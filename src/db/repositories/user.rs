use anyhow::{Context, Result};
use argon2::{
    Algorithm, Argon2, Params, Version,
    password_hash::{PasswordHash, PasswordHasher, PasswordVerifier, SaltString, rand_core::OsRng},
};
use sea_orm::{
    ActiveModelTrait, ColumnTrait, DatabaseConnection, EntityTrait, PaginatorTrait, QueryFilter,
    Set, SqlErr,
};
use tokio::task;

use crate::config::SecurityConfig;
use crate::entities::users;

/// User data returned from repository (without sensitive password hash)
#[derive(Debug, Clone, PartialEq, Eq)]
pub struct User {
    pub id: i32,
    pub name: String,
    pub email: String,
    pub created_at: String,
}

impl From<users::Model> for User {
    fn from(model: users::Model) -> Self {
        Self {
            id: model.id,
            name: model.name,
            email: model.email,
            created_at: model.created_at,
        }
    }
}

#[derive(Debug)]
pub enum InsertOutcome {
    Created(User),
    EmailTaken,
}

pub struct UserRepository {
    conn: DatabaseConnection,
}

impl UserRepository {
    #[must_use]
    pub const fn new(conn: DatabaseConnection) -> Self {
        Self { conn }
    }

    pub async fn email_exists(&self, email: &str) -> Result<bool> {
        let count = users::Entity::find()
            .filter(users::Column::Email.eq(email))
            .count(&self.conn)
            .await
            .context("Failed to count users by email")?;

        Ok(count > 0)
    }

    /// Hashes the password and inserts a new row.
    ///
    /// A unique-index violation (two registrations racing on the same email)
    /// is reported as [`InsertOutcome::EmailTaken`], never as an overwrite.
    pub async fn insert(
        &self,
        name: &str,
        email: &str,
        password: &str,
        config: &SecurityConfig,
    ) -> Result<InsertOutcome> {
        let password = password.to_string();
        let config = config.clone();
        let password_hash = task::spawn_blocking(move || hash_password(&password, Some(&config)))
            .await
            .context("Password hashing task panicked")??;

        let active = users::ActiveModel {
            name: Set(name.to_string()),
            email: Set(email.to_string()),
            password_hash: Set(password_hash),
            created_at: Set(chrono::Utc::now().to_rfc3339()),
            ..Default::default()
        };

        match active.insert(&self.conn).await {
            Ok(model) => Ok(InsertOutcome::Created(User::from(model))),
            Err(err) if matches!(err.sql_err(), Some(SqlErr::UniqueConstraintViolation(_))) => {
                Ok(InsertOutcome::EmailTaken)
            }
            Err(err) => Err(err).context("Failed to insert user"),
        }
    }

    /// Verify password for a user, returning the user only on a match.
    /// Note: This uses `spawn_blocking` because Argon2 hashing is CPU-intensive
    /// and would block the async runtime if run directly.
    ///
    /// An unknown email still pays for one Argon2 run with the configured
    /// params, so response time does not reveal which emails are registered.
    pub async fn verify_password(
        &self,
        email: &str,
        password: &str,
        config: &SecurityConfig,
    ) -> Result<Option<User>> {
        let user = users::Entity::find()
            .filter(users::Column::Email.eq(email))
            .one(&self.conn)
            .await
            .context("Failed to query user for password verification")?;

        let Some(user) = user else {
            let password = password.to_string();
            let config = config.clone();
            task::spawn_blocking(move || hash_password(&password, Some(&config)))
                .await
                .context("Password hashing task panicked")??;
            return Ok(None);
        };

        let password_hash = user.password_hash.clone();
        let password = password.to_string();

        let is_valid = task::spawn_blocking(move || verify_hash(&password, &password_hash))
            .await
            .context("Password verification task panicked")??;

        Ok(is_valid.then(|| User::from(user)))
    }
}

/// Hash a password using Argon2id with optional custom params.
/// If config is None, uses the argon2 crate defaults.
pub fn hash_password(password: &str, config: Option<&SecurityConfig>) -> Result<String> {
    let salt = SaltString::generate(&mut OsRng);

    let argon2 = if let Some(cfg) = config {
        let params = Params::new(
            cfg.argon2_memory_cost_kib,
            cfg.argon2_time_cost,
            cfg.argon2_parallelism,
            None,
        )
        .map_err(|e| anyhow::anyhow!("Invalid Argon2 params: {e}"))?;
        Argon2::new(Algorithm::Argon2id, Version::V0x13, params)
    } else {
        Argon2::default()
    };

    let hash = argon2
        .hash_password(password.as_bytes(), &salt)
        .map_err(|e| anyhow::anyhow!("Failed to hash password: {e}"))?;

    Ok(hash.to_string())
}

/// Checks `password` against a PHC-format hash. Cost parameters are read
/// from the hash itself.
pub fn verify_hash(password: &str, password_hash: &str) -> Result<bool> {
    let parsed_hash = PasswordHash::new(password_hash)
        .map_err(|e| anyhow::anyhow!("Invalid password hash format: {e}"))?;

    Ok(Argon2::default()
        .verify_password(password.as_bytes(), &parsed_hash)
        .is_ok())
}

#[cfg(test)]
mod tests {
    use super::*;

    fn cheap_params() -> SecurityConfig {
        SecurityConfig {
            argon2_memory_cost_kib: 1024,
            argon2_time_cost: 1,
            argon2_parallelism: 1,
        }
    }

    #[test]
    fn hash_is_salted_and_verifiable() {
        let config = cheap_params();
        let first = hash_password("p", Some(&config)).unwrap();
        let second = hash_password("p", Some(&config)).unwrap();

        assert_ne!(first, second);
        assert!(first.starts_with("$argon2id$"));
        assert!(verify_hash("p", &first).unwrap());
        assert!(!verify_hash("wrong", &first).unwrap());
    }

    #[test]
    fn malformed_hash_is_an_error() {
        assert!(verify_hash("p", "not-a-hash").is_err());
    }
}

▶ Task directions: If a line in the records holds the string "users", copy it.

▶ Task output:
use crate::entities::users;
impl From<users::Model> for User {
    fn from(model: users::Model) -> Self {
        let count = users::Entity::find()
            .filter(users::Column::Email.eq(email))
            .context("Failed to count users by email")?;
        let active = users::ActiveModel {
        let user = users::Entity::find()
            .filter(users::Column::Email.eq(email))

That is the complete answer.